§ WORK TO BE COMPLETED
With every mark kept, transcribe all of the records.
"""
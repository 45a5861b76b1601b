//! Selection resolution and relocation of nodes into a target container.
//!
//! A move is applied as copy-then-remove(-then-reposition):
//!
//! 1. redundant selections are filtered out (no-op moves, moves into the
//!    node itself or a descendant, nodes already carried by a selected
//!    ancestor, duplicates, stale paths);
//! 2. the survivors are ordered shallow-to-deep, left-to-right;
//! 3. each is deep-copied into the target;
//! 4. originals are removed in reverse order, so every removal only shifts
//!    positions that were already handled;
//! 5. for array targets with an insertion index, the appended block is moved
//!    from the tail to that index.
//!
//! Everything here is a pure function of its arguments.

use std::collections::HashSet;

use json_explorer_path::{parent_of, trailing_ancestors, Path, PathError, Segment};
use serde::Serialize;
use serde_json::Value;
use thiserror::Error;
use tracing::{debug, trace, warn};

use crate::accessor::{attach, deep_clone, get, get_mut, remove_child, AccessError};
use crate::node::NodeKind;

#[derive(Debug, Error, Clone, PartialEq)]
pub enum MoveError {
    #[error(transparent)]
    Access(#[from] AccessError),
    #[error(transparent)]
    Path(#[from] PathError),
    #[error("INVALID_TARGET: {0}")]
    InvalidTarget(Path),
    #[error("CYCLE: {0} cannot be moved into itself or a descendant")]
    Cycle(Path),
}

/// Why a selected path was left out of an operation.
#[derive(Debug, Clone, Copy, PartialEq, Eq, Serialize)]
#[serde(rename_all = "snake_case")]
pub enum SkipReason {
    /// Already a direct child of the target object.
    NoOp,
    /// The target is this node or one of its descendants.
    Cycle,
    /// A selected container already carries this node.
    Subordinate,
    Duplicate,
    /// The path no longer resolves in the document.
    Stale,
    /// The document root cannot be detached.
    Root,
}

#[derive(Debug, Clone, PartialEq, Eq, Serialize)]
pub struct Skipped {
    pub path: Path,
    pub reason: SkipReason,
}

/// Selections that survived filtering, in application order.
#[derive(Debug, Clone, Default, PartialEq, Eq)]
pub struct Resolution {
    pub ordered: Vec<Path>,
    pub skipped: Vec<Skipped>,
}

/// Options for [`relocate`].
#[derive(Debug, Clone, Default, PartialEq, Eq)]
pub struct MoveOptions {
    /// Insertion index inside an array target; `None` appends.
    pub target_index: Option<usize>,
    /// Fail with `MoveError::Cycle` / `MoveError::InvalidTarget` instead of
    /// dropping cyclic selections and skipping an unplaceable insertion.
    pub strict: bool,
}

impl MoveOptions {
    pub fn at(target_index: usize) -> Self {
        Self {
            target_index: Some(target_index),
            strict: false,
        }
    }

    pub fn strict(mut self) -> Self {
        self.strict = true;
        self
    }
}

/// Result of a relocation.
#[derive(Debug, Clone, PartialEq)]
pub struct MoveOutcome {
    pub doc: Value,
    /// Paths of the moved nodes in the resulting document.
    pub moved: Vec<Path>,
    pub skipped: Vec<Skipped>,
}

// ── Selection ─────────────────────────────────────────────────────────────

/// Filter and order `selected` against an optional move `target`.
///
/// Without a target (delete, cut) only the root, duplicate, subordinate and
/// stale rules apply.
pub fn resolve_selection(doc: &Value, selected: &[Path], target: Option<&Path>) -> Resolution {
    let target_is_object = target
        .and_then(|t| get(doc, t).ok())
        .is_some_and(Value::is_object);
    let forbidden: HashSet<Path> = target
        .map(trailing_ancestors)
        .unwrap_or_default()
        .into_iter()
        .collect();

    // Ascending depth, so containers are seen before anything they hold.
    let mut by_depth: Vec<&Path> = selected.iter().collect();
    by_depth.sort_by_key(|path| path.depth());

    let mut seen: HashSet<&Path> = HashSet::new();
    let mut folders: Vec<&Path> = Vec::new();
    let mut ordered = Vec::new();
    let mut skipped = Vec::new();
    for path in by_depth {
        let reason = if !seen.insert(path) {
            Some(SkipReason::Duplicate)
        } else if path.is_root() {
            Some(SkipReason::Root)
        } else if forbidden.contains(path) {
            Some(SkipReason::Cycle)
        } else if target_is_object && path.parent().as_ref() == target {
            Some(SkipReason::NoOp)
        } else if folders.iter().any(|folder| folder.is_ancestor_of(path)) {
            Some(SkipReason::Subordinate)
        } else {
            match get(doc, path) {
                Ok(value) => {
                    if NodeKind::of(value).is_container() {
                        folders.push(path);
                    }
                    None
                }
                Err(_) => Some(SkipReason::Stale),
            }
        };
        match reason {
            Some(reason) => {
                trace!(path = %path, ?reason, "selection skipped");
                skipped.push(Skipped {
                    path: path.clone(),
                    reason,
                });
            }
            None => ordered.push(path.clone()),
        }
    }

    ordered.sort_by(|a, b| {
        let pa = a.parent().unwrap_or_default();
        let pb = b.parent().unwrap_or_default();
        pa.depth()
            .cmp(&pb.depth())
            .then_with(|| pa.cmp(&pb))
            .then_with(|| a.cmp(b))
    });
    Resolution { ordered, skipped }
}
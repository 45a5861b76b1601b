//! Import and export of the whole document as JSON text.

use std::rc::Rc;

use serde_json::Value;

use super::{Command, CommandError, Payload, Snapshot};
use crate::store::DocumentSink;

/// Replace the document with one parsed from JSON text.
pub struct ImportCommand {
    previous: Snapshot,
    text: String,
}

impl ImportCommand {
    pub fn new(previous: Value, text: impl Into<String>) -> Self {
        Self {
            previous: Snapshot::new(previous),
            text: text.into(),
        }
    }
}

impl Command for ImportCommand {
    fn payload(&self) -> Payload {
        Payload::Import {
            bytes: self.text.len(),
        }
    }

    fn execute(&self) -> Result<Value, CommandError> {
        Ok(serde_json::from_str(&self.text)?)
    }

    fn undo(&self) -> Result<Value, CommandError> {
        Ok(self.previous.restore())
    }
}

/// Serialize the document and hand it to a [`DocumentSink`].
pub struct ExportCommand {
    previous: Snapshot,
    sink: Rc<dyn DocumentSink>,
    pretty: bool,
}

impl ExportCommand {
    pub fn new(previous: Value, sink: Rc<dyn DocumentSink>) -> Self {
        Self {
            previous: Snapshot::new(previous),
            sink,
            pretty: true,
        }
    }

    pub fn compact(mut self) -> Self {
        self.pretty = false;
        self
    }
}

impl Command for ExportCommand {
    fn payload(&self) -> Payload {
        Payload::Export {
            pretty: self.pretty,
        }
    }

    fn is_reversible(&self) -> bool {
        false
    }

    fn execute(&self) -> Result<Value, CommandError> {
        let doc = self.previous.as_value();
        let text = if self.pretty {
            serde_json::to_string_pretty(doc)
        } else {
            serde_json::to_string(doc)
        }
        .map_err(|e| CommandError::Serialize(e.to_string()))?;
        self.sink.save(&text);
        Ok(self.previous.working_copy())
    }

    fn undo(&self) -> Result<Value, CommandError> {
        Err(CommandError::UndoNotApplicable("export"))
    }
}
"""
§ RESULT OF THIS EXERCISE
repository 45a5861b76b1601b
//! Selection resolution and relocation of nodes into a target container.
//!
//! A move is applied as copy-then-remove(-then-reposition):
//!
//! 1. redundant selections are filtered out (no-op moves, moves into the
//!    node itself or a descendant, nodes already carried by a selected
//!    ancestor, duplicates, stale paths);
//! 2. the survivors are ordered shallow-to-deep, left-to-right;
//! 3. each is deep-copied into the target;
//! 4. originals are removed in reverse order, so every removal only shifts
//!    positions that were already handled;
//! 5. for array targets with an insertion index, the appended block is moved
//!    from the tail to that index.
//!
//! Everything here is a pure function of its arguments.

use std::collections::HashSet;

use json_explorer_path::{parent_of, trailing_ancestors, Path, PathError, Segment};
use serde::Serialize;
use serde_json::Value;
use thiserror::Error;
use tracing::{debug, trace, warn};

use crate::accessor::{attach, deep_clone, get, get_mut, remove_child, AccessError};
use crate::node::NodeKind;

#[derive(Debug, Error, Clone, PartialEq)]
pub enum MoveError {
    #[error(transparent)]
    Access(#[from] AccessError),
    #[error(transparent)]
    Path(#[from] PathError),
    #[error("INVALID_TARGET: {0}")]
    InvalidTarget(Path),
    #[error("CYCLE: {0} cannot be moved into itself or a descendant")]
    Cycle(Path),
}

/// Why a selected path was left out of an operation.
#[derive(Debug, Clone, Copy, PartialEq, Eq, Serialize)]
#[serde(rename_all = "snake_case")]
pub enum SkipReason {
    /// Already a direct child of the target object.
    NoOp,
    /// The target is this node or one of its descendants.
    Cycle,
    /// A selected container already carries this node.
    Subordinate,
    Duplicate,
    /// The path no longer resolves in the document.
    Stale,
    /// The document root cannot be detached.
    Root,
}

#[derive(Debug, Clone, PartialEq, Eq, Serialize)]
pub struct Skipped {
    pub path: Path,
    pub reason: SkipReason,
}

/// Selections that survived filtering, in application order.
#[derive(Debug, Clone, Default, PartialEq, Eq)]
pub struct Resolution {
    pub ordered: Vec<Path>,
    pub skipped: Vec<Skipped>,
}

/// Options for [`relocate`].
#[derive(Debug, Clone, Default, PartialEq, Eq)]
pub struct MoveOptions {
    /// Insertion index inside an array target; `None` appends.
    pub target_index: Option<usize>,
    /// Fail with `MoveError::Cycle` / `MoveError::InvalidTarget` instead of
    /// dropping cyclic selections and skipping an unplaceable insertion.
    pub strict: bool,
}

impl MoveOptions {
    pub fn at(target_index: usize) -> Self {
        Self {
            target_index: Some(target_index),
            strict: false,
        }
    }

    pub fn strict(mut self) -> Self {
        self.strict = true;
        self
    }
}

/// Result of a relocation.
#[derive(Debug, Clone, PartialEq)]
pub struct MoveOutcome {
    pub doc: Value,
    /// Paths of the moved nodes in the resulting document.
    pub moved: Vec<Path>,
    pub skipped: Vec<Skipped>,
}

// ── Selection ─────────────────────────────────────────────────────────────

/// Filter and order `selected` against an optional move `target`.
///
/// Without a target (delete, cut) only the root, duplicate, subordinate and
/// stale rules apply.
pub fn resolve_selection(doc: &Value, selected: &[Path], target: Option<&Path>) -> Resolution {
    let target_is_object = target
        .and_then(|t| get(doc, t).ok())
        .is_some_and(Value::is_object);
    let forbidden: HashSet<Path> = target
        .map(trailing_ancestors)
        .unwrap_or_default()
        .into_iter()
        .collect();

    // Ascending depth, so containers are seen before anything they hold.
    let mut by_depth: Vec<&Path> = selected.iter().collect();
    by_depth.sort_by_key(|path| path.depth());

    let mut seen: HashSet<&Path> = HashSet::new();
    let mut folders: Vec<&Path> = Vec::new();
    let mut ordered = Vec::new();
    let mut skipped = Vec::new();
    for path in by_depth {
        let reason = if !seen.insert(path) {
            Some(SkipReason::Duplicate)
        } else if path.is_root() {
            Some(SkipReason::Root)
        } else if forbidden.contains(path) {
            Some(SkipReason::Cycle)
        } else if target_is_object && path.parent().as_ref() == target {
            Some(SkipReason::NoOp)
        } else if folders.iter().any(|folder| folder.is_ancestor_of(path)) {
            Some(SkipReason::Subordinate)
        } else {
            match get(doc, path) {
                Ok(value) => {
                    if NodeKind::of(value).is_container() {
                        folders.push(path);
                    }
                    None
                }
                Err(_) => Some(SkipReason::Stale),
            }
        };
        match reason {
            Some(reason) => {
                trace!(path = %path, ?reason, "selection skipped");
                skipped.push(Skipped {
                    path: path.clone(),
                    reason,
                });
            }
            None => ordered.push(path.clone()),
        }
    }

    ordered.sort_by(|a, b| {
        let pa = a.parent().unwrap_or_default();
        let pb = b.parent().unwrap_or_default();
        pa.depth()
            .cmp(&pb.depth())
            .then_with(|| pa.cmp(&pb))
            .then_with(|| a.cmp(b))
    });
    Resolution { ordered, skipped }
}
repository 45a5861b76b1601b
//! Import and export of the whole document as JSON text.

use std::rc::Rc;

use serde_json::Value;

use super::{Command, CommandError, Payload, Snapshot};
use crate::store::DocumentSink;

/// Replace the document with one parsed from JSON text.
pub struct ImportCommand {
    previous: Snapshot,
    text: String,
}

impl ImportCommand {
    pub fn new(previous: Value, text: impl Into<String>) -> Self {
        Self {
            previous: Snapshot::new(previous),
            text: text.into(),
        }
    }
}

impl Command for ImportCommand {
    fn payload(&self) -> Payload {
        Payload::Import {
            bytes: self.text.len(),
        }
    }

    fn execute(&self) -> Result<Value, CommandError> {
        Ok(serde_json::from_str(&self.text)?)
    }

    fn undo(&self) -> Result<Value, CommandError> {
        Ok(self.previous.restore())
    }
}

/// Serialize the document and hand it to a [`DocumentSink`].
pub struct ExportCommand {
    previous: Snapshot,
    sink: Rc<dyn DocumentSink>,
    pretty: bool,
}

impl ExportCommand {
    pub fn new(previous: Value, sink: Rc<dyn DocumentSink>) -> Self {
        Self {
            previous: Snapshot::new(previous),
            sink,
            pretty: true,
        }
    }

    pub fn compact(mut self) -> Self {
        self.pretty = false;
        self
    }
}

impl Command for ExportCommand {
    fn payload(&self) -> Payload {
        Payload::Export {
            pretty: self.pretty,
        }
    }

    fn is_reversible(&self) -> bool {
        false
    }

    fn execute(&self) -> Result<Value, CommandError> {
        let doc = self.previous.as_value();
        let text = if self.pretty {
            serde_json::to_string_pretty(doc)
        } else {
            serde_json::to_string(doc)
        }
        .map_err(|e| CommandError::Serialize(e.to_string()))?;
        self.sink.save(&text);
        Ok(self.previous.working_copy())
    }

    fn undo(&self) -> Result<Value, CommandError> {
        Err(CommandError::UndoNotApplicable("export"))
    }
}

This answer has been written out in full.